Contents
Fear of death
The fear of brutal death
Road accidents and heart attacks are there to remind us that we can shut down at any time. There are between 50000 and 60000 sudden deaths per year in France due to sudden heart failure. Sometimes, when we perceive its beats, we momentarily become aware of this possibility. We realize for a short time, or the time of the anomaly, that everything we hold dear, all our projects, our links with friends, family, can suddenly be severed for a beat of through.
Sometimes, it is up to the doctor to scare the individual who does not take care of his body: the awareness of his fragility can improve the compliance of a treatment or the adoption of better resolutions.
Fear of cancer
Le cancer never brings a brutal death: it is only a dire omen, an alarm signal, a black cloud announcing the storm. When he is present, says Claude Bersay, “ it’s always late, sometimes too late »: It propels the patient into another dimension, on another axis which would have suddenly deviated from the main axis at the doctor’s announcement. It imprints the fear of death. But even when he is away at home, we sometimes meet him during a meeting and he reminds us that everyone ” runs the risk of being hit tomorrow and may have been hit since yesterday “. The fear is legitimate: it is a frequent disease (1 in 4 people is affected) which kills one in two patients.

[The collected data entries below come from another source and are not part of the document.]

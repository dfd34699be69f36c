//! Shared fixture of the integration tests: a `Library` wired to a scripted
//! API and in-memory ports.

#![allow(dead_code)]

use client_lib::adapters::{MemoryStorage, RecordingNavigator, RecordingNotifier, ScriptedTransport};
use client_lib::cache::CacheConfig;
use client_lib::config::Config;
use client_lib::{Library, LibraryPorts};
use library_core::ports::{HttpResponse, Method};
use serde_json::{json, Value};
use std::sync::Arc;

pub struct Harness {
    pub api: Arc<ScriptedTransport>,
    pub storage: Arc<MemoryStorage>,
    pub navigator: Arc<RecordingNavigator>,
    pub notifier: Arc<RecordingNotifier>,
    pub library: Library,
}

impl Harness {
    pub fn new() -> Self {
        Self::with_storage(Arc::new(MemoryStorage::default()))
    }

    /// A harness whose session starts from what `storage` already holds.
    pub fn with_storage(storage: Arc<MemoryStorage>) -> Self {
        let api = Arc::new(ScriptedTransport::new());
        let navigator = Arc::new(RecordingNavigator::default());
        let notifier = Arc::new(RecordingNotifier::default());
        let config = Config {
            cache: CacheConfig {
                retries: 0,
                ..CacheConfig::default()
            },
            ..Config::default()
        };
        let library = Library::new(
            config,
            LibraryPorts {
                transport: api.clone(),
                storage: storage.clone(),
                navigator: navigator.clone(),
                notifier: notifier.clone(),
            },
        );
        Self {
            api,
            storage,
            navigator,
            notifier,
            library,
        }
    }

    /// Scripts a successful login of `username` with the given role and logs in.
    pub async fn login_as(&self, id: i64, username: &str, role: &str) {
        self.script_login(id, username, role);
        assert!(self.library.login(username, "secret").await, "login should succeed");
    }

    pub fn script_login(&self, id: i64, username: &str, role: &str) {
        self.api.reset(Method::Post, "/auth/login");
        self.api.json(
            Method::Post,
            "/auth/login",
            200,
            json!({
                "success": true,
                "token": format!("token-{}", username),
                "user": { "id": id, "username": username, "role": role }
            }),
        );
        self.api.json(
            Method::Get,
            &format!("/profile/{}", id),
            200,
            json!({ "success": true, "user": user_json(id, username, role) }),
        );
    }

    pub fn ok(&self, method: Method, path: &str, body: Value) {
        self.api.json(method, path, 200, body);
    }

    pub fn books(&self, path: &str, books: Value) {
        self.ok(Method::Get, path, json!({ "success": true, "books": books }));
    }

    pub fn binary(&self, path: &str, content_type: &str, body: &'static [u8]) {
        self.api.respond(
            Method::Get,
            path,
            HttpResponse::new(200, body).with_header("Content-Type", content_type),
        );
    }
}

pub fn user_json(id: i64, username: &str, role: &str) -> Value {
    json!({
        "id": id,
        "username": username,
        "email": format!("{}@library.test", username),
        "full_name": format!("{} Example", username),
        "gender": "female",
        "role": role,
        "contact_number": if role == "admin" { json!("555-0100") } else { Value::Null },
        "address": if role == "admin" { json!("1 Library Way") } else { Value::Null },
    })
}

pub fn book_json(id: i64, title: &str) -> Value {
    json!({
        "id": id,
        "title": title,
        "author": "Frank Herbert",
        "category_id": 3,
        "category_name": "Fiction",
        "description": "",
        "created_at": "2024-02-01 10:30:00",
        "cover_image_path": format!("uploads/{}/cover.jpg", id),
        "file_path": format!("uploads/{}/book.pdf", id)
    })
}
//! services/client/src/ops/profile.rs

use library_core::ports::Method;
use library_core::{ProfilePatch, UserId, UserRecord};
use serde::Serialize;

use super::wire::{UserEnvelope, UserPayload};
use super::Reply;
use crate::error::RequestError;
use crate::http_client::{ApiClient, CallOptions};

#[derive(Serialize)]
struct ProfileBody<'a> {
    #[serde(skip_serializing_if = "Option::is_none")]
    username: Option<&'a str>,
    #[serde(skip_serializing_if = "Option::is_none")]
    email: Option<&'a str>,
    #[serde(skip_serializing_if = "Option::is_none")]
    full_name: Option<&'a str>,
    #[serde(skip_serializing_if = "Option::is_none")]
    gender: Option<&'static str>,
    #[serde(skip_serializing_if = "Option::is_none")]
    contact_number: Option<&'a str>,
    #[serde(skip_serializing_if = "Option::is_none")]
    address: Option<&'a str>,
}

impl<'a> From<&'a ProfilePatch> for ProfileBody<'a> {
    fn from(patch: &'a ProfilePatch) -> Self {
        Self {
            username: patch.username.as_deref(),
            email: patch.email.as_deref(),
            full_name: patch.full_name.as_deref(),
            gender: patch.gender.map(|g| g.as_str()),
            contact_number: patch.contact_number.as_deref(),
            address: patch.address.as_deref(),
        }
    }
}

#[derive(Clone)]
pub struct ProfileApi {
    api: ApiClient,
}

impl ProfileApi {
    pub fn new(api: ApiClient) -> Self {
        Self { api }
    }

    /// Reads a full profile. `None` when the server confirms without a user.
    pub async fn get(&self, id: UserId) -> Result<Option<UserRecord>, RequestError> {
        let envelope: UserEnvelope = self.api.get(&format!("/profile/{}", id), &[]).await?;
        envelope.user.map(UserPayload::into_domain).transpose()
    }

    /// Submits changed fields. Returns the server's view of the user when it
    /// sends one back.
    pub async fn update(&self, id: UserId, patch: &ProfilePatch) -> Result<Reply<Option<UserRecord>>, RequestError> {
        let envelope: UserEnvelope = self
            .api
            .send_json(
                Method::Put,
                &format!("/profile/{}", id),
                Some(&ProfileBody::from(patch)),
                CallOptions::default(),
            )
            .await?;
        let user = envelope.user.map(UserPayload::into_domain).transpose()?;
        Ok(Reply::new(user, envelope.message))
    }
}
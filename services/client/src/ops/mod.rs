//! services/client/src/ops/mod.rs
//!
//! Domain Operations: one typed client per remote resource. Each builds its
//! requests through the [`ApiClient`](crate::http_client::ApiClient) and
//! normalizes every response into domain types before returning it.

use percent_encoding::{utf8_percent_encode, AsciiSet, NON_ALPHANUMERIC};

pub mod auth;
pub mod bookmarks;
pub mod books;
pub mod categories;
pub mod profile;
pub mod users;
pub mod wire;

pub use auth::AuthApi;
pub use bookmarks::BookmarksApi;
pub use books::BooksApi;
pub use categories::CategoriesApi;
pub use profile::ProfileApi;
pub use users::UsersApi;

/// A successful call's result with the server's confirmation, if it sent one.
#[derive(Debug, Clone, PartialEq, Eq)]
pub struct Reply<T> {
    pub data: T,
    pub message: Option<String>,
}

impl<T> Reply<T> {
    pub fn new(data: T, message: Option<String>) -> Self {
        Self { data, message }
    }
}

/// Everything but RFC 3986 unreserved characters.
const PATH_SEGMENT: &AsciiSet = &NON_ALPHANUMERIC.remove(b'-').remove(b'_').remove(b'.').remove(b'~');

/// Escapes a value for use as one path segment.
pub(crate) fn segment(value: &str) -> String {
    utf8_percent_encode(value, PATH_SEGMENT).to_string()
}
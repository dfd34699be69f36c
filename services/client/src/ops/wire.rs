//! services/client/src/ops/wire.rs
//!
//! "Impure" wire records as the remote API sends them, and their conversion
//! into the fixed domain shapes. Endpoint revisions disagree on id types,
//! optional fields and nesting; all of that is absorbed here.

use chrono::{DateTime, NaiveDateTime, Utc};
use library_core::{
    Book, BookId, Category, CategoryId, CategoryRef, FileRef, Gender, ResourceKind, Role, UserId,
    UserRecord,
};
use serde::{Deserialize, Serialize};

use crate::error::RequestError;

//=========================================================================================
// Scalars
//=========================================================================================

/// Ids arrive as numbers from some endpoints and as strings from others.
#[derive(Debug, Clone, PartialEq, Eq, Serialize, Deserialize)]
#[serde(untagged)]
pub enum IdRepr {
    Number(i64),
    Text(String),
}

impl IdRepr {
    pub fn to_i64(&self) -> Option<i64> {
        match self {
            IdRepr::Number(n) => Some(*n),
            IdRepr::Text(s) => s.trim().parse().ok(),
        }
    }

    fn require(&self, what: &str) -> Result<i64, RequestError> {
        self.to_i64()
            .ok_or_else(|| RequestError::Protocol(format!("{} id {:?} is not numeric", what, self)))
    }
}

/// Accepts RFC 3339 as well as the `YYYY-MM-DD HH:MM:SS` form of SQL backends.
pub fn parse_timestamp(raw: &str) -> Option<DateTime<Utc>> {
    let raw = raw.trim();
    if let Ok(parsed) = DateTime::parse_from_rfc3339(raw) {
        return Some(parsed.with_timezone(&Utc));
    }
    NaiveDateTime::parse_from_str(raw, "%Y-%m-%d %H:%M:%S")
        .ok()
        .map(|naive| naive.and_utc())
}

fn non_empty(value: Option<String>) -> Option<String> {
    value.filter(|v| !v.trim().is_empty())
}

//=========================================================================================
// Records
//=========================================================================================

#[derive(Debug, Clone, Deserialize)]
pub struct BookRecord {
    id: IdRepr,
    #[serde(default)]
    title: Option<String>,
    #[serde(default)]
    author: Option<String>,
    #[serde(default)]
    category_id: Option<IdRepr>,
    #[serde(default)]
    category_name: Option<String>,
    #[serde(default)]
    description: Option<String>,
    #[serde(default)]
    created_at: Option<String>,
    #[serde(default, alias = "cover_image")]
    cover_image_path: Option<String>,
    #[serde(default, alias = "book_file")]
    file_path: Option<String>,
}

impl BookRecord {
    /// Raw file paths are never trusted; only their presence is kept, and the
    /// files are reached through the dedicated endpoints of the book id.
    pub fn into_domain(self) -> Result<Book, RequestError> {
        let id = BookId(self.id.require("book")?);
        let file_ref = |path: Option<String>, kind| {
            non_empty(path).map(|_| FileRef { book_id: id, kind })
        };
        Ok(Book {
            id,
            title: self.title.unwrap_or_default(),
            author: self.author.unwrap_or_default(),
            category: CategoryRef {
                id: self.category_id.and_then(|c| c.to_i64()).map(CategoryId),
                name: non_empty(self.category_name),
            },
            description: self.description.unwrap_or_default(),
            created_at: self.created_at.as_deref().and_then(parse_timestamp),
            cover: file_ref(self.cover_image_path, ResourceKind::Cover),
            content: file_ref(self.file_path, ResourceKind::Content),
        })
    }
}

#[derive(Debug, Clone, Deserialize)]
pub struct CategoryRecord {
    id: IdRepr,
    #[serde(alias = "name")]
    category_name: String,
    #[serde(default)]
    description: Option<String>,
    #[serde(default)]
    created_at: Option<String>,
}

impl CategoryRecord {
    pub fn into_domain(self) -> Result<Category, RequestError> {
        Ok(Category {
            id: CategoryId(self.id.require("category")?),
            category_name: self.category_name,
            description: non_empty(self.description),
            created_at: self.created_at.as_deref().and_then(parse_timestamp),
        })
    }
}

/// A user as sent by the API and as persisted in session storage.
#[derive(Debug, Clone, PartialEq, Eq, Serialize, Deserialize)]
pub struct UserPayload {
    pub id: IdRepr,
    #[serde(default)]
    pub username: Option<String>,
    #[serde(default)]
    pub email: Option<String>,
    #[serde(default)]
    pub full_name: Option<String>,
    #[serde(default)]
    pub gender: Option<String>,
    #[serde(default)]
    pub role: Option<String>,
    #[serde(default, skip_serializing_if = "Option::is_none")]
    pub contact_number: Option<String>,
    #[serde(default, skip_serializing_if = "Option::is_none")]
    pub address: Option<String>,
}

impl UserPayload {
    pub fn into_domain(self) -> Result<UserRecord, RequestError> {
        Ok(UserRecord {
            id: UserId(self.id.require("user")?),
            username: self.username.unwrap_or_default(),
            email: self.email.unwrap_or_default(),
            full_name: self.full_name.unwrap_or_default(),
            gender: self.gender.as_deref().and_then(Gender::parse),
            role: self.role.as_deref().map(Role::parse).unwrap_or(Role::Reader),
            contact_number: non_empty(self.contact_number),
            address: non_empty(self.address),
        })
    }
}

impl From<&UserRecord> for UserPayload {
    fn from(user: &UserRecord) -> Self {
        Self {
            id: IdRepr::Number(user.id.0),
            username: Some(user.username.clone()),
            email: Some(user.email.clone()),
            full_name: Some(user.full_name.clone()),
            gender: user.gender.map(|g| g.as_str().to_string()),
            role: Some(user.role.as_str().to_string()),
            contact_number: user.contact_number.clone(),
            address: user.address.clone(),
        }
    }
}

//=========================================================================================
// Envelopes
//=========================================================================================

#[derive(Debug, Deserialize)]
pub struct BooksEnvelope {
    #[serde(default, alias = "data")]
    pub books: Vec<BookRecord>,
}

#[derive(Debug, Deserialize)]
pub struct BookEnvelope {
    #[serde(default, alias = "data")]
    pub book: Option<BookRecord>,
    #[serde(default)]
    pub message: Option<String>,
}

#[derive(Debug, Deserialize)]
pub struct CategoriesEnvelope {
    #[serde(default, alias = "data")]
    pub categories: Vec<CategoryRecord>,
}

#[derive(Debug, Deserialize)]
pub struct CategoryEnvelope {
    #[serde(default)]
    pub category: Option<CategoryRecord>,
    #[serde(default)]
    pub message: Option<String>,
}

#[derive(Debug, Deserialize)]
pub struct UsersEnvelope {
    #[serde(default, alias = "data")]
    pub users: Vec<UserPayload>,
}

#[derive(Debug, Deserialize)]
pub struct UserEnvelope {
    #[serde(default)]
    pub user: Option<UserPayload>,
    #[serde(default)]
    pub message: Option<String>,
}

#[derive(Debug, Deserialize)]
pub struct LoginEnvelope {
    pub token: String,
    pub user: UserPayload,
}

/// Responses that carry nothing but an optional confirmation message.
#[derive(Debug, Default, Deserialize)]
pub struct MessageEnvelope {
    #[serde(default)]
    pub message: Option<String>,
}

/// Converts every record of a list, failing on the first malformed one.
pub fn collect<R, T>(
    records: Vec<R>,
    convert: impl Fn(R) -> Result<T, RequestError>,
) -> Result<Vec<T>, RequestError> {
    records.into_iter().map(convert).collect()
}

There is probably no better fear of death lab than a cancer practice. Claude Bersay testifies: “ we see people torn from their routine, from their hopes by a tragedy. They are trapped and they are struggling: it is a kind of test bed of psychology: denial, refusal of care, willingness to fight, asking for multiple opinions from other doctors or even charlatans, anger , despair “. Advances in medicine mean that now those whom surgery cannot save no longer die within a year: they live for several years in the hope of a possible cure but always in the shadow of death.
The difficulty of communicating around death
The fear of death has long remained silent. There is a certain taboo around death, as much on the side of the patient as on the side of the family and the nursing staff. But, by the time the dying realize that they don’t have much longer, many would like to talk about what awaits them, the fear that paralyzes them. However, according to Claude Bersay, they have the feeling of having in front of them people who are not ready to hear them… ” It is the living and not the dying who are afraid to speak of death ».
The new loneliness of the dying
Collective management of death is a phenomenon common to all human societies. For more than 50 years, and the other species of the genus homo were probably doing the same, man has buried his dead according to funeral rites. ” There is hardly any archaic group, no matter how primitive, that abandons their dead or abandons them without rite. », Said Edgar Morin. Today, however, we are witnessing an erosion of rites. The dying person is more alone than ever, he is abandoned to his fate in establishments planned for the end of his life: ” the agony is in many ways more cruel than before and the dying person is no longer alone because everything has become mechanical and soulless »Remarks Claude Bersay. We stayed at home, surrounded by our family, we received the last sacraments, we regulated our spiritual and temporal affairs. In short, we kept some control. Today, the one who is going to die is ignored. ” The dying notice the emptiness that is created around them when their condition worsens. They feel it and take refuge in silence. The seriously ill is alone in the world. There is a kind of incommunicability with the dying. Many dying people become aware of their condition through changes in the entourage and the nursing team. »
To this loneliness is always added the fear of a death long buried in denial, almost taboo, and which suddenly strikes by its contrast with the pleasures and comfort that are so much in modern life.